Some scholars believe Nefertiti ruled briefly as Neferneferuaten after her husband’s death and before the accession of Tutankhamun, although this identification is a matter of ongoing debate.
She was made famous by her bust, now in Berlin’s Neues Museum, shown to the right. Her bust is one of the most copied works of ancient Egypt.
To drive the message home, Queen mother of Ejisu Obaahemaa Yaa Asantewaa of the Ashanti Kingdom, Ghana, cannot to be left out of the history of valiant women of ancient times.
In 1900, she led the Ashanti rebellion known as the War of the Golden Stool, also known as the Yaa Asantewaa war, against British colonialism.
Her courage was strongly expressed during the tense moment in the Ashanti Kingdom when British governor-general of the Gold Coast (Ghana), Frederick Hodgson, demanded the Golden Stool, the symbol of the Asante nation.
A meeting was held at which Yaa Asantewaa was present. At the point when there seemed to be some sort of confusion over this matter, she had valiantly challenged them in these word, “Now, I see that some of you fear to go forward to fight for our King.

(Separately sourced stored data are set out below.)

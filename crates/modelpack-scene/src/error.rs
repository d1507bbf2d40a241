use std::path::PathBuf;

/// Errors that can occur while importing a model file.
#[derive(Debug, thiserror::Error)]
pub enum SceneError {
    #[error("model file not found: {0}")]
    NotFound(PathBuf),

    #[error("failed to import model '{0}': {1}")]
    ImportFailed(PathBuf, String),

    #[error("mesh '{0}' has no vertex positions")]
    MissingPositions(String),

    #[error("mesh '{mesh}' uses unsupported primitive mode {mode}")]
    UnsupportedPrimitive { mesh: String, mode: String },

    #[error("mesh '{mesh}' has {count} indices, not a multiple of 3")]
    MalformedIndices { mesh: String, count: usize },
}
//! Modelpack Pipeline - Scene-to-asset conversion
//!
//! Turns an imported [`modelpack_scene::Scene`] into a flat, self-contained
//! binary asset document: per-mesh geometry extraction, material resolution,
//! texture embedding, index packing, and the single-file write.

mod convert;
mod error;
mod geometry;
mod indices;
mod material;
mod texture;

pub use convert::{convert_scene, write_document, ConvertOptions};
pub use error::ConvertError;
pub use geometry::{extract_geometry, GeometryBuffers};
pub use indices::{pack_indices, IndexWidth};
pub use material::{resolve_material, ResolvedMaterial};
pub use texture::load_texture;
use serde::{Deserialize, Serialize};

/// Texture-coordinate addressing mode, encoded by name rather than a raw
/// integer sentinel.
#[derive(Debug, Clone, Copy, Default, PartialEq, Eq, Serialize, Deserialize)]
pub enum WrapMode {
    /// The source material did not specify one.
    #[default]
    Unspecified,
    ClampToEdge,
    MirroredRepeat,
    Repeat,
}

/// Packed triangle indices. The width is explicit in the encoding so readers
/// never guess.
#[derive(Debug, Clone, PartialEq, Eq, Serialize, Deserialize)]
pub enum IndexData {
    U16(Vec<u16>),
    U32(Vec<u32>),
}

impl IndexData {
    /// Number of indices regardless of width.
    pub fn len(&self) -> usize {
        match self {
            IndexData::U16(indices) => indices.len(),
            IndexData::U32(indices) => indices.len(),
        }
    }

    pub fn is_empty(&self) -> bool {
        self.len() == 0
    }

    /// Width of one index in bits.
    pub fn bit_width(&self) -> u32 {
        match self {
            IndexData::U16(_) => 16,
            IndexData::U32(_) => 32,
        }
    }
}

/// One mesh, normalized and self-contained.
///
/// The five vertex buffers hold exactly `3 * vertex_count` floats each; an
/// attribute the source never carried is zero-filled. Texture fields hold
/// the raw bytes of the source image file, `None` when the material
/// referenced no image (never an empty stand-in blob).
#[derive(Debug, Clone, PartialEq, Serialize, Deserialize)]
pub struct MeshRecord {
    pub name: String,
    pub vertex_count: u32,
    pub positions: Vec<f32>,
    pub normals: Vec<f32>,
    pub tangents: Vec<f32>,
    pub bitangents: Vec<f32>,
    pub tex_coords: Vec<f32>,
    pub indices: IndexData,
    pub material: String,
    pub wrap_mode: WrapMode,
    pub opacity: f32,
    pub diffuse_texture: Option<Vec<u8>>,
    pub normal_texture: Option<Vec<u8>>,
}

/// The complete, ordered output of one conversion run. Record `i`
/// corresponds to source mesh `i`.
#[derive(Debug, Clone, Default, PartialEq)]
pub struct AssetDocument {
    pub meshes: Vec<MeshRecord>,
}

If it was in the brave days of Osei Tutu, Okomfo Anokye, and Opoku Ware I, chiefs would not sit down to see their King to be taken away without firing a shot. No European could have dared speak to chiefs of Asante in the way the governor spoke to you this morning. Is it true that the bravery of Asante is no more? I cannot believe it. It cannot be! I must say this: if you, the men of Asante, will not go forward, then we will. We, the women, will. I shall call upon my fellow women. We will fight! We will fight till the last of us falls in the battlefields.” Such was the courage of a lone woman in such dreadful times in the history of Ghana.
In our time, embattled Dilma Vana Rousseff Brazil President may not fall in the category of the ‘happily ever after’ trend in this debate, she should be a strong woman to have earned her place in governance in the first place.
Yahoo CEO Marissa Ann Mayer may not have been able to turn the fortunes of Yahoo around entirely, but she earned a respectable place as CEO of a giant global e-mailing system company in the most competitive era.
Angela Dorothea Merkel Germany chancellor has been able to managed the influx of tens of thousands of travellers in migration crisis that has seen hundreds drown in attempts to seek asylum in Europe due to wars, insurgency, poverty etc across the globe.
That is why I will not be surprise if Hillary Clinton eventually brush off competition for her rival Bernie Sanders and go ahead to win the US presidential elections in November.
These are but a myriad instances that go to affirm that despite the dominance of men in this progressive wave and completive times in which we live, we should never underestimate the strength, courage and effectiveness of a determined woman. Men have always had their place in the front, but this generation of women are fast catching up. To my dear women “Yes we can” and we must lead when the opportunity comes.